* EXERCISE:
Copy whichever lines of the data hold the word "ParsedWord".
(Beginning of RECORD EXCERPTS)
// File: src/learning/vectorizer.rs
use serde::{Deserialize, Serialize};
use std::collections::{BTreeMap, BTreeSet};

/// A sparse row: (column, value) pairs in ascending column order.
pub type SparseRow = Vec<(usize, f64)>;

/// Maps feature names to columns. Names are sorted, so the same training
/// set always yields the same layout.
#[derive(Debug, Clone, Default, PartialEq, Serialize, Deserialize)]
pub struct Vocabulary {
    columns: BTreeMap<String, usize>,
}

impl Vocabulary {
    pub fn fit<'a>(names: impl IntoIterator<Item = &'a str>) -> Self {
        let sorted: BTreeSet<&str> = names.into_iter().collect();
        let columns = sorted
            .into_iter()
            .enumerate()
            .map(|(column, name)| (name.to_string(), column))
            .collect();
        Self { columns }
    }

    pub fn len(&self) -> usize {
        self.columns.len()
    }

    pub fn is_empty(&self) -> bool {
        self.columns.is_empty()
    }

    pub fn column(&self, name: &str) -> Option<usize> {
        self.columns.get(name).copied()
    }

    /// Names unseen at fit time are dropped, as are zero values.
    pub fn transform<'a>(&self, entries: impl IntoIterator<Item = (&'a str, f64)>) -> SparseRow {
        let mut row: SparseRow = entries
            .into_iter()
            .filter(|&(_, value)| value != 0.0)
            .filter_map(|(name, value)| self.column(name).map(|c| (c, value)))
            .collect();
        row.sort_by_key(|&(c, _)| c);
        row
    }
}
// File: src/selector.rs
use crate::config::EngineConfig;
use crate::core::generator::WordGenerator;
use crate::core::types::ParsedWord;
use crate::error::ConfigurationError;
use crate::learning::PreferenceModel;
use rand::seq::SliceRandom;
use rand::Rng;
use tracing::debug;

/// How a candidate batch is split between exploitation and exploration.
#[derive(Debug, Clone, Copy, PartialEq, Eq)]
pub struct SelectionPolicy {
    /// Generated words per requested candidate.
    pub pool_multiplier: usize,
    /// Size of the top-ranked window per requested candidate.
    pub top_window_multiplier: usize,
    /// Percent of the batch drawn from the top window, rounded up.
    pub exploit_percent: usize,
}

impl Default for SelectionPolicy {
    fn default() -> Self {
        Self { pool_multiplier: 100, top_window_multiplier: 3, exploit_percent: 90 }
    }
}

impl SelectionPolicy {
    pub fn from_config(config: &EngineConfig) -> Result<Self, ConfigurationError> {
        let policy = Self {
            pool_multiplier: config.pool_multiplier,
            top_window_multiplier: config.top_window_multiplier,
            exploit_percent: config.exploit_percent,
        };
        policy.validate()?;
        Ok(policy)
    }

    pub fn validate(&self) -> Result<(), ConfigurationError> {
        if self.exploit_percent > 100 {
            return Err(ConfigurationError::InvalidSelection(format!(
                "exploit_percent {} exceeds 100",
                self.exploit_percent
            )));
        }
        if self.top_window_multiplier == 0 || self.pool_multiplier < self.top_window_multiplier + 1 {
            return Err(ConfigurationError::InvalidSelection(format!(
                "pool multiplier {} must exceed top window multiplier {}",
                self.pool_multiplier, self.top_window_multiplier
            )));
        }
        Ok(())
    }

    /// Number of candidates taken from the top window for a batch of `count`.
    pub fn exploit_count(&self, count: usize) -> usize {
        (count * self.exploit_percent + 99) / 100
    }
}

/// Proposes new words: most from the model's favourites, a few from the rest
/// of the pool so the user keeps seeing different shapes.
pub struct CandidateSelector<'g, 'a> {
    generator: &'g WordGenerator<'a>,
    policy: SelectionPolicy,
}

impl<'g, 'a> CandidateSelector<'g, 'a> {
    pub fn new(generator: &'g WordGenerator<'a>, policy: SelectionPolicy) -> Self {
        Self { generator, policy }
    }

    /// Returns exactly `count` display forms in random order.
    pub fn select<R: Rng + ?Sized>(&self, count: usize, model: &PreferenceModel, rng: &mut R) -> Vec<String> {
        if count == 0 {
            return Vec::new();
        }
        let pool: Vec<ParsedWord> = (0..count * self.policy.pool_multiplier)
            .map(|_| self.generator.generate(rng))
            .collect();
        let ranked: Vec<String> = model.rank(&pool).into_iter().map(|r| r.display).collect();

        let window = (count * self.policy.top_window_multiplier).min(ranked.len());
        let (top, rest) = ranked.split_at(window);
        let exploit = self.policy.exploit_count(count).min(top.len());
        let explore = (count - exploit).min(rest.len());
        debug!(pool = ranked.len(), window, exploit, explore, "selecting candidates");

        let mut candidates: Vec<String> = top.choose_multiple(rng, exploit).cloned().collect();
        candidates.extend(rest.choose_multiple(rng, explore).cloned());
        candidates.shuffle(rng);
        candidates
    }
}

#[cfg(test)]
mod tests {
    use super::*;
    use crate::config::SgdConfig;
    use crate::core::samples::SampleSet;
    use crate::core::parser::WordParser;
    use crate::learning::LearningEngine;
    use rand::rngs::StdRng;
    use rand::SeedableRng;

    fn model() -> PreferenceModel {
        let samples: SampleSet = [("かった", 1.0), ("さっき", 1.0), ("あおい", 0.0), ("えいう", 0.0)]
            .into_iter()
            .collect();
        LearningEngine::new(SgdConfig::default())
            .learn(&WordParser::standard(), &samples)
            .unwrap()
            .into_model()
            .unwrap()
    }

    #[test]
    fn exploit_count_rounds_up() {
        let policy = SelectionPolicy::default();
        assert_eq!(policy.exploit_count(10), 9);
        assert_eq!(policy.exploit_count(1), 1);
        assert_eq!(policy.exploit_count(11), 10);
        assert_eq!(policy.exploit_count(30), 27);
    }

    #[test]
    fn policy_validation() {
        let mut policy = SelectionPolicy::default();
        assert!(policy.validate().is_ok());
        policy.exploit_percent = 101;
        assert!(policy.validate().is_err());
        let policy = SelectionPolicy { pool_multiplier: 3, top_window_multiplier: 3, exploit_percent: 90 };
        assert!(policy.validate().is_err());
    }

    #[test]
    fn returns_exactly_count() {
        let generator = WordGenerator::standard(3, 8).unwrap();
        let selector = CandidateSelector::new(&generator, SelectionPolicy::default());
        let model = model();
        let mut rng = StdRng::seed_from_u64(3);
        for count in [1, 2, 10] {
            assert_eq!(selector.select(count, &model, &mut rng).len(), count);
        }
        assert!(selector.select(0, &model, &mut rng).is_empty());
    }
}
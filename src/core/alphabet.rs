// src/core/alphabet.rs
use crate::core::types::{Letter, SpecialKind, Vowel, VOWEL_ONSET};
use crate::error::ConfigurationError;
use std::collections::HashSet;
use std::sync::OnceLock;

use SpecialKind::{Geminate, LongVowel, MoraicNasal, SmallVowel};

/// A template row of syllables sharing consonant and y/w marking.
/// Only used to build the table.
#[derive(Debug, Clone, Copy)]
pub struct LetterClass {
    pub surfaces: &'static [&'static str],
    pub row: &'static str,
    pub vowels: &'static str,
    /// Empty for rows without a consonant onset.
    pub consonant: &'static str,
    pub consonant_class: &'static str,
    pub weights: &'static [f64],
    pub not_after: &'static [SpecialKind],
    pub palatalized: bool,
    pub labialized: bool,
    pub soft: bool,
}

const fn class(
    surfaces: &'static [&'static str],
    row: &'static str,
    vowels: &'static str,
    consonant: &'static str,
    consonant_class: &'static str,
    weights: &'static [f64],
    not_after: &'static [SpecialKind],
) -> LetterClass {
    LetterClass {
        surfaces,
        row,
        vowels,
        consonant,
        consonant_class,
        weights,
        not_after,
        palatalized: false,
        labialized: false,
        soft: false,
    }
}

impl LetterClass {
    const fn y(mut self) -> Self {
        self.palatalized = true;
        self
    }

    const fn w(mut self) -> Self {
        self.labialized = true;
        self
    }

    const fn soft(mut self) -> Self {
        self.soft = true;
        self
    }
}

const NO_TU: &[SpecialKind] = &[Geminate];
const ANY: &[SpecialKind] = &[];

pub static LETTER_CLASSES: &[LetterClass] = &[
    class(&["あ", "い", "う", "え", "お"], "", "aiueo", "", "", &[22.0, 26.0, 20.0, 24.0, 20.0], NO_TU).soft(),
    class(&["や", "ゆ", "いぇ", "よ"], "y", "aueo", "", "", &[5.0, 8.0, 2.0, 5.0], NO_TU).y(),
    class(&["わ", "うぃ", "うぇ", "うぉ"], "w", "aieo", "", "", &[4.0, 2.0, 2.0, 2.0], NO_TU).w(),
    class(&["は", "ひ", "へ", "ほ"], "h", "aieo", "h", "h", &[10.0, 8.0, 4.0, 4.0], NO_TU),
    class(&["ひゃ", "ひゅ", "ひぇ", "ひょ"], "hy", "aueo", "h", "h", &[1.0, 1.0, 1.0, 1.0], NO_TU).y(),
    class(&["か", "き", "く", "け", "こ"], "k", "aiueo", "k", "k", &[10.0, 7.0, 10.0, 5.0, 5.0], ANY),
    class(&["きゃ", "きゅ", "きょ"], "ky", "auo", "k", "k", &[1.0, 1.0, 1.0], ANY).y(),
    class(&["くぁ", "くぃ", "くぇ", "くぉ"], "qu", "aieo", "k", "k", &[1.0, 1.0, 1.0, 1.0], ANY).w(),
    class(&["が", "ぎ", "ぐ", "げ", "ご"], "g", "aiueo", "g", "k", &[5.0, 5.0, 5.0, 2.0, 2.0], ANY),
    class(&["ぎゃ", "ぎゅ", "ぎょ"], "gy", "auo", "g", "k", &[1.0, 1.0, 1.0], ANY).y(),
    class(&["ぐぁ", "ぐぃ", "ぐぇ", "ぐぉ"], "gw", "aieo", "g", "k", &[1.0, 1.0, 1.0, 1.0], ANY).w(),
    class(&["ぱ", "ぴ", "ぷ", "ぺ", "ぽ"], "p", "aiueo", "p", "k", &[5.0, 5.0, 3.0, 3.0, 3.0], ANY),
    class(&["ぴゃ", "ぴゅ", "ぴょ"], "py", "auo", "p", "k", &[1.0, 1.0, 1.0], ANY).y(),
    class(&["ば", "び", "ぶ", "べ", "ぼ"], "b", "aiueo", "b", "k", &[2.0, 3.0, 1.0, 1.0, 1.0], ANY),
    class(&["びゃ", "びゅ", "びょ"], "by", "auo", "b", "k", &[1.0, 1.0, 1.0], ANY).y(),
    class(&["た", "てぃ", "とぅ", "て", "と"], "t", "aiueo", "t", "k", &[4.0, 8.0, 7.0, 5.0, 4.0], ANY),
    class(&["てゃ", "てゅ", "てょ"], "ty", "auo", "t", "k", &[1.0, 1.0, 1.0], ANY).y(),
    class(&["だ", "でぃ", "どぅ", "で", "ど"], "d", "aiueo", "d", "k", &[3.0, 6.0, 3.0, 3.0, 3.0], ANY),
    class(&["でゅ"], "dy", "u", "d", "k", &[1.0], ANY).y(),
    class(&["さ", "すぃ", "す", "せ", "そ"], "s", "aiueo", "s", "s", &[10.0, 7.0, 10.0, 5.0, 5.0], ANY),
    class(&["すゅ"], "sy", "u", "s", "s", &[1.0], ANY).y(),
    class(&["ざ", "ずぃ", "ず", "ぜ", "ぞ"], "z", "aiueo", "z", "s", &[5.0, 6.0, 7.0, 5.0, 5.0], ANY),
    class(&["ずゅ"], "zy", "u", "z", "s", &[1.0], ANY).y(),
    class(&["つぁ", "つぃ", "つ", "つぇ", "つぉ"], "ts", "aiueo", "ts", "s", &[2.0, 2.0, 1.0, 1.0, 1.0], ANY),
    class(&["つゅ"], "tsy", "u", "ts", "s", &[1.0], ANY).y(),
    class(&["しゃ", "し", "しゅ", "しぇ", "しょ"], "sh", "aiueo", "sh", "s", &[3.0, 2.0, 3.0, 3.0, 3.0], ANY),
    class(&["じゃ", "じ", "じゅ", "じぇ", "じょ"], "j", "aiueo", "j", "s", &[2.0, 3.0, 4.0, 2.0, 2.0], ANY),
    class(&["ちゃ", "ち", "ちゅ", "ちぇ", "ちょ"], "ch", "aiueo", "ch", "s", &[4.0, 5.0, 4.0, 3.0, 3.0], ANY),
    class(&["ふぁ", "ふぃ", "ふ", "ふぇ", "ふぉ"], "f", "aiueo", "f", "s", &[3.0, 3.0, 8.0, 3.0, 3.0], ANY),
    class(&["ふゃ", "ふゅ", "ふょ"], "fy", "auo", "f", "s", &[1.0, 1.0, 1.0], ANY).y(),
    class(&["ゔぁ", "ゔぃ", "ゔ", "ゔぇ", "ゔぉ"], "v", "aiueo", "v", "s", &[1.0, 2.0, 4.0, 1.0, 1.0], ANY),
    class(&["ゔゅ"], "vy", "u", "v", "s", &[1.0], ANY).y(),
    class(&["な", "に", "ぬ", "ね", "の"], "n", "aiueo", "n", "n", &[10.0, 7.0, 5.0, 8.0, 8.0], NO_TU),
    class(&["にゃ", "にゅ", "にぇ", "にょ"], "ny", "aueo", "n", "n", &[1.0, 1.0, 1.0, 1.0], NO_TU).y(),
    class(&["ま", "み", "む", "め", "も"], "m", "aiueo", "m", "n", &[6.0, 7.0, 5.0, 7.0, 7.0], NO_TU),
    class(&["みゃ", "みゅ", "みぇ", "みょ"], "my", "aueo", "m", "n", &[1.0, 1.0, 1.0, 1.0], NO_TU).y(),
    class(&["ら", "り", "る", "れ", "ろ"], "r", "aiueo", "r", "n", &[10.0, 8.0, 12.0, 8.0, 5.0], NO_TU),
    class(&["りゃ", "りゅ", "りょ"], "ry", "auo", "r", "n", &[1.0, 1.0, 1.0], NO_TU).y(),
];

const fn marker(
    surface: &'static str,
    weight: f64,
    special: SpecialKind,
    not_after: &'static [SpecialKind],
    not_last: bool,
) -> Letter {
    Letter {
        surface,
        weight,
        row: "",
        consonant: None,
        consonant_class: None,
        vowel: None,
        special: Some(special),
        palatalized: false,
        labialized: false,
        soft: true,
        not_first: true,
        not_last,
        not_after,
    }
}

pub static MARKERS: &[Letter] = &[
    marker("っ", 30.0, Geminate, &[Geminate, MoraicNasal, LongVowel], true),
    marker("ん", 25.0, MoraicNasal, &[Geminate, MoraicNasal], false),
    marker("ー", 12.0, LongVowel, &[Geminate, MoraicNasal, LongVowel], false),
    marker("～", 5.0, SmallVowel, &[Geminate, MoraicNasal, LongVowel, SmallVowel], false),
];

/// The immutable letter table.
///
/// `letters` holds the four markers followed by every syllable in table order.
/// Generation and parsing both work over it.
#[derive(Debug, Clone)]
pub struct PhoneticAlphabet {
    letters: Vec<Letter>,
    marker_count: usize,
}

impl PhoneticAlphabet {
    /// The built-in table, constructed on first use.
    pub fn standard() -> &'static PhoneticAlphabet {
        static STANDARD: OnceLock<PhoneticAlphabet> = OnceLock::new();
        STANDARD.get_or_init(|| {
            // The compiled-in table is covered by tests; failing here is a build defect.
            PhoneticAlphabet::build(LETTER_CLASSES, MARKERS)
                .expect("built-in letter table is well-formed")
        })
    }

    /// Expands the class templates and checks the table invariants.
    pub fn build(classes: &[LetterClass], markers: &[Letter]) -> Result<Self, ConfigurationError> {
        let mut letters: Vec<Letter> = markers.to_vec();
        for class in classes {
            letters.extend(expand_class(class)?);
        }

        let mut seen = HashSet::new();
        for letter in &letters {
            if !seen.insert(letter.surface) {
                return Err(ConfigurationError::MalformedTable(format!(
                    "duplicate surface form `{}`",
                    letter.surface
                )));
            }
            if !(letter.weight > 0.0 && letter.weight.is_finite()) {
                return Err(ConfigurationError::MalformedTable(format!(
                    "letter `{}` has non-positive weight {}",
                    letter.surface, letter.weight
                )));
            }
            if letter.surface.is_empty() {
                return Err(ConfigurationError::MalformedTable("empty surface form".into()));
            }
        }

        Ok(Self { letters, marker_count: markers.len() })
    }

    /// Generation alphabet: markers, then syllables.
    pub fn letters(&self) -> &[Letter] {
        &self.letters
    }

    pub fn markers(&self) -> &[Letter] {
        &self.letters[..self.marker_count]
    }

    pub fn find(&self, surface: &str) -> Option<&Letter> {
        self.letters.iter().find(|l| l.surface == surface)
    }
}

fn expand_class(class: &LetterClass) -> Result<Vec<Letter>, ConfigurationError> {
    let vowels: Vec<char> = class.vowels.chars().collect();
    if vowels.len() != class.surfaces.len() || vowels.len() != class.weights.len() {
        return Err(ConfigurationError::MalformedTable(format!(
            "row `{}` has {} vowels, {} surfaces and {} weights",
            class.row,
            vowels.len(),
            class.surfaces.len(),
            class.weights.len()
        )));
    }

    let onset = |s: &'static str| if s.is_empty() { VOWEL_ONSET } else { s };

    vowels
        .iter()
        .zip(class.surfaces)
        .zip(class.weights)
        .map(|((&v, &surface), &weight)| {
            let vowel = match Vowel::from_latin(v) {
                Some(vowel) => vowel,
                None => {
                    return Err(ConfigurationError::MalformedTable(format!(
                        "row `{}` has unknown vowel `{}`",
                        class.row, v
                    )))
                }
            };
            Ok(Letter {
                surface,
                weight,
                row: class.row,
                consonant: Some(onset(class.consonant)),
                consonant_class: Some(onset(class.consonant_class)),
                vowel: Some(vowel),
                special: None,
                palatalized: class.palatalized,
                labialized: class.labialized,
                soft: class.soft,
                not_first: false,
                not_last: false,
                not_after: class.not_after,
            })
        })
        .collect()
}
(End of RECORD EXCERPTS)
* ANSWER SECTION:
use crate::core::types::ParsedWord;
        let pool: Vec<ParsedWord> = (0..count * self.policy.pool_multiplier)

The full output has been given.